如不能直接从DNA数据库查寻则首先必须对其进行测序。

SSR标记的应用：
目前该技术已广泛用于遗传图谱的构建〔11，12，18，19，33〕、目标基因的标定〔8，9，21，22，26〕、指纹图〔22〕的绘制等研究中。

（一）、基因组作图和基因定位研究
长期以来，各种生物的遗传图谱几乎都是根据诸如形态、生理和生化等常规标记来构建的，所建成的遗传图谱仅限少数种类的生物，而且图谱分辨率大多很低，图距大，饱和度低，因而应用价值有限。

分子标记用于遗传图谱构建是遗传学领域的重大进展之一。

随着新的标记技术的发展，生物遗传图谱名单上的新成员将不断增加，图谱上标记的密度也将越来越高。

建立起完整的高密度的分子图谱，就可以定位感兴趣的基因。

（二）、基于图谱克隆基因
图位克隆(Map—bascd cloning))是近几年随着分子标记遗传图谱的相继建立和基因分子定位而发展起来的一种新的基因克隆技术。

利用分子标记辅助的图位克隆无需事先知道
基因的序列，也不必了解基因的表达产物，就可以直接克隆基因。

图位克隆是最为通用的基因识别途径，至少在理论上适用于一切基因。

基因组研究提供的高密度遗传图谱、大尺寸物理图谱、大片段基因组文库和基因组全序列，已为图位克隆的广泛应用铺平了道路。

（三）、物种亲缘关系和系统分类中的应用
分子标记广泛存在于基因组的各个区域，通过对随机分布于整个基因组的分子标记的多态性进行比较，就能够全面评估研究对象的多样性，并揭示其遗传本质。

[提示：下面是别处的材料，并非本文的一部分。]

use crate::tools::*;

/// Combines polygons within a specified distance of each other into new
/// polygon features. A one-to-many relationship table linking the aggregated
/// polygons back to their sources is produced alongside the output.
pub struct AggregatePolygons {
    name: String,
    display_name: String,
    description: String,
    toolbox: String,
    alias: String,
    parameters: Vec<ToolParameter>,
    valid_environments: Vec<EnvironmentKey>,
    example_usage: String,
}

impl AggregatePolygons {
    pub fn new() -> AggregatePolygons {
        // public constructor
        let name = "AggregatePolygons".to_string();
        let display_name = "Aggregate Polygons".to_string();
        let toolbox = "Cartography".to_string();
        let alias = "cartography".to_string();
        let description =
            "Combines polygons within a specified distance of each other into new polygons."
                .to_string();

        let mut parameters = vec![];
        parameters.push(ToolParameter {
            name: "Input Features".to_owned(),
            flags: vec!["-i".to_owned(), "--in_features".to_owned()],
            description: "The polygon features to aggregate.".to_owned(),
            parameter_type: ParameterType::FeatureLayer(GeometryType::Polygon),
            direction: ParameterDirection::Required,
            default_value: None,
        });

        parameters.push(ToolParameter {
            name: "Output Feature Class".to_owned(),
            flags: vec!["-o".to_owned(), "--out_feature_class".to_owned()],
            description: "The aggregated polygon feature class to create.".to_owned(),
            parameter_type: ParameterType::FeatureClass(GeometryType::Polygon),
            direction: ParameterDirection::Required,
            default_value: None,
        });

        parameters.push(ToolParameter {
            name: "Aggregation Distance".to_owned(),
            flags: vec!["--aggregation_distance".to_owned()],
            description: "The distance to be satisfied between polygon boundaries for aggregation."
                .to_owned(),
            parameter_type: ParameterType::LinearUnit,
            direction: ParameterDirection::Required,
            default_value: None,
        });

        parameters.push(ToolParameter {
            name: "Minimum Area".to_owned(),
            flags: vec!["--minimum_area".to_owned()],
            description: "The minimum area an aggregated polygon must have to be retained."
                .to_owned(),
            parameter_type: ParameterType::ArealUnit,
            direction: ParameterDirection::Optional,
            default_value: None,
        });

        parameters.push(ToolParameter {
            name: "Minimum Hole Size".to_owned(),
            flags: vec!["--minimum_hole_size".to_owned()],
            description: "The minimum area a polygon hole must have to be retained.".to_owned(),
            parameter_type: ParameterType::ArealUnit,
            direction: ParameterDirection::Optional,
            default_value: None,
        });

        parameters.push(ToolParameter {
            name: "Preserve Orthogonal Shape".to_owned(),
            flags: vec!["--orthogonality_option".to_owned()],
            description: "Controls the characteristic of output boundaries.".to_owned(),
            parameter_type: ParameterType::CodedValue(CodedValueDomain::new(
                "orthogonality_option",
                &[
                    ("NON_ORTHOGONAL", "Organically shaped output boundaries"),
                    ("ORTHOGONAL", "Orthogonally shaped output boundaries"),
                ],
            )),
            direction: ParameterDirection::Optional,
            default_value: Some("NON_ORTHOGONAL".to_owned()),
        });

        parameters.push(ToolParameter {
            name: "Barrier Features".to_owned(),
            flags: vec!["--barrier_features".to_owned()],
            description: "Line or polygon features that aggregation may not cross.".to_owned(),
            parameter_type: ParameterType::Composite(vec![
                ParameterType::FeatureLayer(GeometryType::Line),
                ParameterType::FeatureLayer(GeometryType::Polygon),
            ]),
            direction: ParameterDirection::Optional,
            default_value: None,
        });

        parameters.push(ToolParameter {
            name: "Output Table".to_owned(),
            flags: vec![],
            description:
                "A relationship table linking aggregated polygons to their source features."
                    .to_owned(),
            parameter_type: ParameterType::Table,
            direction: ParameterDirection::Derived,
            default_value: None,
        });

        let valid_environments = vec![
            EnvironmentKey::Workspace,
            EnvironmentKey::ScratchWorkspace,
            EnvironmentKey::Extent,
            EnvironmentKey::OutputCoordinateSystem,
            EnvironmentKey::CartographicPartitions,
            EnvironmentKey::XyResolution,
            EnvironmentKey::XyTolerance,
        ];

        let usage = example_usage(
            &name,
            "-i=buildings -o=gis.gdb/building_blocks --aggregation_distance='30 Meters' --orthogonality_option=ORTHOGONAL",
        );

        AggregatePolygons {
            name: name,
            display_name: display_name,
            description: description,
            toolbox: toolbox,
            alias: alias,
            parameters: parameters,
            valid_environments: valid_environments,
            example_usage: usage,
        }
    }
}

impl GeoprocessingTool for AggregatePolygons {
    fn get_source_file(&self) -> String {
        String::from(file!())
    }

    fn get_tool_name(&self) -> String {
        self.name.clone()
    }

    fn get_display_name(&self) -> String {
        self.display_name.clone()
    }

    fn get_tool_description(&self) -> String {
        self.description.clone()
    }

    fn get_toolbox(&self) -> String {
        self.toolbox.clone()
    }

    fn get_alias(&self) -> String {
        self.alias.clone()
    }

    fn parameters(&self) -> &[ToolParameter] {
        &self.parameters
    }

    fn valid_environments(&self) -> &[EnvironmentKey] {
        &self.valid_environments
    }

    fn get_example_usage(&self) -> String {
        self.example_usage.clone()
    }
}
use crate::tools::*;

/// Smooths sharp angles in lines to improve their cartographic appearance.
pub struct SmoothLine {
    name: String,
    display_name: String,
    description: String,
    toolbox: String,
    alias: String,
    parameters: Vec<ToolParameter>,
    valid_environments: Vec<EnvironmentKey>,
    example_usage: String,
}

impl SmoothLine {
    pub fn new() -> SmoothLine {
        // public constructor
        let name = "SmoothLine".to_string();
        let display_name = "Smooth Line".to_string();
        let toolbox = "Cartography".to_string();
        let alias = "cartography".to_string();
        let description =
            "Smooths sharp angles in lines to improve aesthetic or cartographic quality."
                .to_string();

        let mut parameters = vec![];
        parameters.push(ToolParameter {
            name: "Input Features".to_owned(),
            flags: vec!["-i".to_owned(), "--in_features".to_owned()],
            description: "The line features to smooth.".to_owned(),
            parameter_type: ParameterType::FeatureLayer(GeometryType::Line),
            direction: ParameterDirection::Required,
            default_value: None,
        });

        parameters.push(ToolParameter {
            name: "Output Feature Class".to_owned(),
            flags: vec!["-o".to_owned(), "--out_feature_class".to_owned()],
            description: "The smoothed line feature class to create.".to_owned(),
            parameter_type: ParameterType::FeatureClass(GeometryType::Line),
            direction: ParameterDirection::Required,
            default_value: None,
        });

        parameters.push(ToolParameter {
            name: "Smoothing Algorithm".to_owned(),
            flags: vec!["--algorithm".to_owned()],
            description: "The smoothing algorithm.".to_owned(),
            parameter_type: ParameterType::CodedValue(CodedValueDomain::new(
                "algorithm",
                &[
                    ("PAEK", "Polynomial approximation with exponential kernel"),
                    ("BEZIER_INTERPOLATION", "Bezier curves fitted between vertices"),
                ],
            )),
            direction: ParameterDirection::Optional,
            default_value: Some("PAEK".to_owned()),
        });

        parameters.push(ToolParameter {
            name: "Smoothing Tolerance".to_owned(),
            flags: vec!["--tolerance".to_owned()],
            description:
                "The PAEK smoothing tolerance. Ignored by Bezier interpolation, pass zero."
                    .to_owned(),
            parameter_type: ParameterType::LinearUnit,
            direction: ParameterDirection::Required,
            default_value: None,
        });

        parameters.push(ToolParameter {
            name: "Preserve Endpoint".to_owned(),
            flags: vec!["--endpoint_option".to_owned()],
            description: "Whether endpoints of closed lines are preserved.".to_owned(),
            parameter_type: ParameterType::CodedValue(CodedValueDomain::new(
                "endpoint_option",
                &[
                    ("FIXED_CLOSED_ENDPOINT", "Preserve closed line endpoints"),
                    ("NO_FIXED", "Allow endpoints to move"),
                ],
            )),
            direction: ParameterDirection::Optional,
            default_value: Some("FIXED_CLOSED_ENDPOINT".to_owned()),
        });

        parameters.push(ToolParameter {
            name: "Topological Error Handling".to_owned(),
            flags: vec!["--error_option".to_owned()],
            description: "How topological errors introduced by smoothing are handled.".to_owned(),
            parameter_type: ParameterType::CodedValue(CodedValueDomain::new(
                "error_option",
                &[
                    ("NO_CHECK", "Do not check for topological errors"),
                    ("FLAG_ERRORS", "Flag topological errors"),
                    ("RESOLVE_ERRORS", "Resolve topological errors"),
                ],
            )),
            direction: ParameterDirection::Optional,
            default_value: Some("NO_CHECK".to_owned()),
        });

        let valid_environments = vec![
            EnvironmentKey::Workspace,
            EnvironmentKey::ScratchWorkspace,
            EnvironmentKey::Extent,
            EnvironmentKey::OutputCoordinateSystem,
            EnvironmentKey::CartographicPartitions,
            EnvironmentKey::XyResolution,
            EnvironmentKey::XyTolerance,
        ];

        let usage = example_usage(
            &name,
            "-i=rivers -o=gis.gdb/rivers_smoothed --algorithm=PAEK --tolerance='100 Meters'",
        );

        SmoothLine {
            name: name,
            display_name: display_name,
            description: description,
            toolbox: toolbox,
            alias: alias,
            parameters: parameters,
            valid_environments: valid_environments,
            example_usage: usage,
        }
    }
}

impl GeoprocessingTool for SmoothLine {
    fn get_source_file(&self) -> String {
        String::from(file!())
    }

    fn get_tool_name(&self) -> String {
        self.name.clone()
    }

    fn get_display_name(&self) -> String {
        self.display_name.clone()
    }

    fn get_tool_description(&self) -> String {
        self.description.clone()
    }

    fn get_toolbox(&self) -> String {
        self.toolbox.clone()
    }

    fn get_alias(&self) -> String {
        self.alias.clone()
    }

    fn parameters(&self) -> &[ToolParameter] {
        &self.parameters
    }

    fn valid_environments(&self) -> &[EnvironmentKey] {
        &self.valid_environments
    }

    fn get_example_usage(&self) -> String {
        self.example_usage.clone()
    }
}
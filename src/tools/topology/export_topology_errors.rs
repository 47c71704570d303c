use crate::tools::*;

/// Exports the recorded errors and exceptions of a topology to point, line,
/// and polygon feature classes.
pub struct ExportTopologyErrors {
    name: String,
    display_name: String,
    description: String,
    toolbox: String,
    alias: String,
    parameters: Vec<ToolParameter>,
    valid_environments: Vec<EnvironmentKey>,
    example_usage: String,
}

impl ExportTopologyErrors {
    pub fn new() -> ExportTopologyErrors {
        // public constructor
        let name = "ExportTopologyErrors".to_string();
        let display_name = "Export Topology Errors".to_string();
        let toolbox = "Topology".to_string();
        let alias = "management".to_string();
        let description =
            "Exports the errors and exceptions of a topology to feature classes.".to_string();

        let mut parameters = vec![];
        parameters.push(ToolParameter {
            name: "Input Topology".to_owned(),
            flags: vec!["-i".to_owned(), "--in_topology".to_owned()],
            description: "The topology whose errors are exported.".to_owned(),
            parameter_type: ParameterType::Topology,
            direction: ParameterDirection::Required,
            default_value: None,
        });

        parameters.push(ToolParameter {
            name: "Output Workspace".to_owned(),
            flags: vec!["-o".to_owned(), "--out_path".to_owned()],
            description: "The workspace the error feature classes are written to.".to_owned(),
            parameter_type: ParameterType::Workspace,
            direction: ParameterDirection::Required,
            default_value: None,
        });

        parameters.push(ToolParameter {
            name: "Output Base Name".to_owned(),
            flags: vec!["--out_basename".to_owned()],
            description: "The prefix for the three output feature class names.".to_owned(),
            parameter_type: ParameterType::String,
            direction: ParameterDirection::Required,
            default_value: None,
        });

        parameters.push(ToolParameter {
            name: "Output Point Errors".to_owned(),
            flags: vec![],
            description: "Point errors, named basename_point.".to_owned(),
            parameter_type: ParameterType::FeatureClass(GeometryType::Point),
            direction: ParameterDirection::Derived,
            default_value: None,
        });

        parameters.push(ToolParameter {
            name: "Output Line Errors".to_owned(),
            flags: vec![],
            description: "Line errors, named basename_line.".to_owned(),
            parameter_type: ParameterType::FeatureClass(GeometryType::Line),
            direction: ParameterDirection::Derived,
            default_value: None,
        });

        parameters.push(ToolParameter {
            name: "Output Polygon Errors".to_owned(),
            flags: vec![],
            description: "Polygon errors, named basename_poly.".to_owned(),
            parameter_type: ParameterType::FeatureClass(GeometryType::Polygon),
            direction: ParameterDirection::Derived,
            default_value: None,
        });

        let valid_environments = vec![
            EnvironmentKey::Workspace,
            EnvironmentKey::ScratchWorkspace,
            EnvironmentKey::OutputCoordinateSystem,
            EnvironmentKey::ConfigKeyword,
            EnvironmentKey::AutoCommit,
        ];

        let usage = example_usage(
            &name,
            "-i=gis.gdb/landbase/landbase_topology -o=gis.gdb --out_basename=landbase_errors",
        );

        ExportTopologyErrors {
            name: name,
            display_name: display_name,
            description: description,
            toolbox: toolbox,
            alias: alias,
            parameters: parameters,
            valid_environments: valid_environments,
            example_usage: usage,
        }
    }
}

impl GeoprocessingTool for ExportTopologyErrors {
    fn get_source_file(&self) -> String {
        String::from(file!())
    }

    fn get_tool_name(&self) -> String {
        self.name.clone()
    }

    fn get_display_name(&self) -> String {
        self.display_name.clone()
    }

    fn get_tool_description(&self) -> String {
        self.description.clone()
    }

    fn get_toolbox(&self) -> String {
        self.toolbox.clone()
    }

    fn get_alias(&self) -> String {
        self.alias.clone()
    }

    fn parameters(&self) -> &[ToolParameter] {
        &self.parameters
    }

    fn valid_environments(&self) -> &[EnvironmentKey] {
        &self.valid_environments
    }

    fn get_example_usage(&self) -> String {
        self.example_usage.clone()
    }
}
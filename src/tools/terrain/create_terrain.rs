use crate::tools::*;

/// Creates an empty terrain dataset inside a feature dataset. Participating
/// feature classes are added afterwards with `AddFeatureClassToTerrain`, and
/// pyramid levels with `AddTerrainPyramidLevel`, before the terrain is built.
///
/// # See Also
/// `AddFeatureClassToTerrain`, `AddTerrainPyramidLevel`, `BuildTerrain`
pub struct CreateTerrain {
    name: String,
    display_name: String,
    description: String,
    toolbox: String,
    alias: String,
    parameters: Vec<ToolParameter>,
    valid_environments: Vec<EnvironmentKey>,
    example_usage: String,
}

impl CreateTerrain {
    pub fn new() -> CreateTerrain {
        // public constructor
        let name = "CreateTerrain".to_string();
        let display_name = "Create Terrain".to_string();
        let toolbox = "Terrain Dataset".to_string();
        let alias = "3d".to_string();
        let description =
            "Creates a new terrain dataset inside a feature dataset.".to_string();

        let mut parameters = vec![];
        parameters.push(ToolParameter {
            name: "Input Feature Dataset".to_owned(),
            flags: vec!["-i".to_owned(), "--in_feature_dataset".to_owned()],
            description: "The feature dataset the terrain is created in.".to_owned(),
            parameter_type: ParameterType::FeatureDataset,
            direction: ParameterDirection::Required,
            default_value: None,
        });

        parameters.push(ToolParameter {
            name: "Output Terrain Name".to_owned(),
            flags: vec!["--out_terrain_name".to_owned()],
            description: "The name of the terrain dataset.".to_owned(),
            parameter_type: ParameterType::String,
            direction: ParameterDirection::Required,
            default_value: None,
        });

        parameters.push(ToolParameter {
            name: "Average Point Spacing".to_owned(),
            flags: vec!["--average_point_spacing".to_owned()],
            description:
                "The average horizontal distance between the data points used to model the terrain."
                    .to_owned(),
            parameter_type: ParameterType::Double,
            direction: ParameterDirection::Required,
            default_value: None,
        });

        parameters.push(ToolParameter {
            name: "Maximum Overview Size".to_owned(),
            flags: vec!["--max_overview_size".to_owned()],
            description:
                "The maximum number of points sampled to create the coarsest terrain representation."
                    .to_owned(),
            parameter_type: ParameterType::Long,
            direction: ParameterDirection::Optional,
            default_value: Some("50000".to_owned()),
        });

        parameters.push(ToolParameter {
            name: "Pyramid Type".to_owned(),
            flags: vec!["--pyramid_type".to_owned()],
            description: "The point thinning method used to build the pyramid levels.".to_owned(),
            parameter_type: ParameterType::CodedValue(CodedValueDomain::new(
                "Pyramid Type",
                &[
                    ("WINDOWSIZE", "Window size"),
                    ("ZTOLERANCE", "Z-tolerance"),
                ],
            )),
            direction: ParameterDirection::Optional,
            default_value: Some("WINDOWSIZE".to_owned()),
        });

        parameters.push(ToolParameter {
            name: "Windowsize Method".to_owned(),
            flags: vec!["--windowsize_method".to_owned()],
            description:
                "How points are selected in each window area when window-size pyramids are used."
                    .to_owned(),
            parameter_type: ParameterType::CodedValue(CodedValueDomain::new(
                "Windowsize Method",
                &[
                    ("ZMIN", "Minimum Z"),
                    ("ZMAX", "Maximum Z"),
                    ("ZMEAN", "Closest to mean Z"),
                    ("ZMINMAX", "Minimum and maximum Z"),
                ],
            )),
            direction: ParameterDirection::Optional,
            default_value: Some("ZMIN".to_owned()),
        });

        parameters.push(ToolParameter {
            name: "Secondary Thinning Method".to_owned(),
            flags: vec!["--secondary_thinning_method".to_owned()],
            description:
                "Additional thinning applied over flat areas when window-size pyramids are used."
                    .to_owned(),
            parameter_type: ParameterType::CodedValue(CodedValueDomain::new(
                "Secondary Thinning Method",
                &[
                    ("NONE", "No secondary thinning"),
                    ("MILD", "Mild"),
                    ("MODERATE", "Moderate"),
                    ("STRONG", "Strong"),
                ],
            )),
            direction: ParameterDirection::Optional,
            default_value: Some("NONE".to_owned()),
        });

        parameters.push(ToolParameter {
            name: "Secondary Thinning Threshold".to_owned(),
            flags: vec!["--secondary_thinning_threshold".to_owned()],
            description: "The vertical threshold used to activate secondary thinning.".to_owned(),
            parameter_type: ParameterType::Double,
            direction: ParameterDirection::Optional,
            default_value: Some("1.0".to_owned()),
        });

        parameters.push(ToolParameter {
            name: "Output Terrain".to_owned(),
            flags: vec![],
            description: "The terrain dataset created by the engine.".to_owned(),
            parameter_type: ParameterType::TerrainDataset,
            direction: ParameterDirection::Derived,
            default_value: None,
        });

        let valid_environments = vec![
            EnvironmentKey::Workspace,
            EnvironmentKey::ScratchWorkspace,
            EnvironmentKey::AutoCommit,
            EnvironmentKey::ConfigKeyword,
        ];

        let usage = example_usage(
            &name,
            "--in_feature_dataset=gis.gdb/elevation --out_terrain_name=terrain --average_point_spacing=1.5",
        );

        CreateTerrain {
            name: name,
            display_name: display_name,
            description: description,
            toolbox: toolbox,
            alias: alias,
            parameters: parameters,
            valid_environments: valid_environments,
            example_usage: usage,
        }
    }
}

impl GeoprocessingTool for CreateTerrain {
    fn get_source_file(&self) -> String {
        String::from(file!())
    }

    fn get_tool_name(&self) -> String {
        self.name.clone()
    }

    fn get_display_name(&self) -> String {
        self.display_name.clone()
    }

    fn get_tool_description(&self) -> String {
        self.description.clone()
    }

    fn get_toolbox(&self) -> String {
        self.toolbox.clone()
    }

    fn get_alias(&self) -> String {
        self.alias.clone()
    }

    fn parameters(&self) -> &[ToolParameter] {
        &self.parameters
    }

    fn valid_environments(&self) -> &[EnvironmentKey] {
        &self.valid_environments
    }

    fn get_example_usage(&self) -> String {
        self.example_usage.clone()
    }
}
use crate::tools::*;

/// Expands selected zones of a raster into neighboring cells.
pub struct Expand {
    name: String,
    display_name: String,
    description: String,
    toolbox: String,
    alias: String,
    parameters: Vec<ToolParameter>,
    valid_environments: Vec<EnvironmentKey>,
    example_usage: String,
}

impl Expand {
    pub fn new() -> Expand {
        // public constructor
        let name = "Expand".to_string();
        let display_name = "Expand".to_string();
        let toolbox = "Raster Generalization".to_string();
        let alias = "sa".to_string();
        let description =
            "Expands selected zones of a raster by a number of cells.".to_string();

        let mut parameters = vec![];
        parameters.push(ToolParameter {
            name: "Input Raster".to_owned(),
            flags: vec!["-i".to_owned(), "--in_raster".to_owned()],
            description: "The raster whose zones are expanded.".to_owned(),
            parameter_type: ParameterType::RasterDataset,
            direction: ParameterDirection::Required,
            default_value: None,
        });

        parameters.push(ToolParameter {
            name: "Output Raster".to_owned(),
            flags: vec!["-o".to_owned(), "--out_raster".to_owned()],
            description: "The expanded raster to create.".to_owned(),
            parameter_type: ParameterType::RasterDataset,
            direction: ParameterDirection::Required,
            default_value: None,
        });

        parameters.push(ToolParameter {
            name: "Number of Cells".to_owned(),
            flags: vec!["--number_cells".to_owned()],
            description: "How many cells each selected zone grows by.".to_owned(),
            parameter_type: ParameterType::Long,
            direction: ParameterDirection::Required,
            default_value: None,
        });

        parameters.push(ToolParameter {
            name: "Zone Values".to_owned(),
            flags: vec!["--zone_values".to_owned()],
            description: "The zone values to expand, e.g. '5;7'.".to_owned(),
            parameter_type: ParameterType::StringList,
            direction: ParameterDirection::Required,
            default_value: None,
        });

        parameters.push(ToolParameter {
            name: "Expand Method".to_owned(),
            flags: vec!["--expand_method".to_owned()],
            description: "How competing zones are resolved while expanding.".to_owned(),
            parameter_type: ParameterType::CodedValue(CodedValueDomain::new(
                "expand_method",
                &[
                    ("MORPHOLOGICAL", "Mathematical morphology expansion"),
                    ("DISTANCE", "Distance-based expansion"),
                ],
            )),
            direction: ParameterDirection::Optional,
            default_value: Some("MORPHOLOGICAL".to_owned()),
        });

        let valid_environments = vec![
            EnvironmentKey::Workspace,
            EnvironmentKey::ScratchWorkspace,
            EnvironmentKey::Extent,
            EnvironmentKey::CellSize,
            EnvironmentKey::SnapRaster,
            EnvironmentKey::Mask,
            EnvironmentKey::OutputCoordinateSystem,
            EnvironmentKey::Compression,
            EnvironmentKey::Pyramid,
            EnvironmentKey::Nodata,
            EnvironmentKey::TileSize,
            EnvironmentKey::ParallelProcessingFactor,
        ];

        let usage = example_usage(
            &name,
            "-i=landcover.tif -o=urban_expanded.tif --number_cells=2 --zone_values='21;22'",
        );

        Expand {
            name: name,
            display_name: display_name,
            description: description,
            toolbox: toolbox,
            alias: alias,
            parameters: parameters,
            valid_environments: valid_environments,
            example_usage: usage,
        }
    }
}

impl GeoprocessingTool for Expand {
    fn get_source_file(&self) -> String {
        String::from(file!())
    }

    fn get_tool_name(&self) -> String {
        self.name.clone()
    }

    fn get_display_name(&self) -> String {
        self.display_name.clone()
    }

    fn get_tool_description(&self) -> String {
        self.description.clone()
    }

    fn get_toolbox(&self) -> String {
        self.toolbox.clone()
    }

    fn get_alias(&self) -> String {
        self.alias.clone()
    }

    fn parameters(&self) -> &[ToolParameter] {
        &self.parameters
    }

    fn valid_environments(&self) -> &[EnvironmentKey] {
        &self.valid_environments
    }

    fn get_example_usage(&self) -> String {
        self.example_usage.clone()
    }
}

利用遗传多样性的结果可以对物种进行聚类分析，进而了解其系统发育与亲缘关系。

分子标记的发展为研究物种亲缘关系和系统分类提供了有力的手段。

（四）、用于疾病诊断和遗传病连锁分析
1980年，Bostein等成功的将PFLP技术用于镰刀型贫血症的诊断分析，开创了基因诊断的先河。

PFLP是以孟德尔方式遗传，因此可以作为染色体上致病基因座位的遗传标志。

目前，许多与相连锁的致病基因得以定位。

小卫星和微卫星因其高度多态性而被广泛用于疾病诊断和遗传病的连锁分析。

随着高通量SNP检测技术方法的出现，作为数量最多且易于批量检测的多态标记，SNP在连锁分析与基因定位，包括复杂疾病的基因定位、关联分析、个体和群体对环境致病因子与药物的易感性研究中将发挥愈来愈重要的作用。

4.简述植物分子遗传学的新进展。

植物分子遗传学的最新进展主要体现在植物的远缘杂交上。

植物的远缘杂交是指种以上分类单位的生物类型之间的杂交，包括同属植物的种间杂交和不同属植物的属间杂交，是高等植物基因组进化和新物种形成的主要动力之一。

高等植物杂交与进化的关系一直是进化生物学上有争议的热点问题之一。

一种观点认为，由于种间杂种在适合度(fitness)上的普遍劣势，杂交阻碍了进化；另一种观点则认为，杂交可以综合亲本种的适应性或创造出新的适应性，丰富基因库、拓宽生境，进而促进基因组进化和新种形成。

可成活远缘杂种有3种主要命运：形成多倍体，二倍体重组或与亲本种之一回交（又称渐渗杂交）。

近年来基因组学的巨大进展，解释了高等植物多倍体普遍性的原因，在二倍体重组途径导致新种形成的研究领域，也取得突破性进展，但关于第3种途径，即渐渗杂交在进化上的意义，实验性研究不多。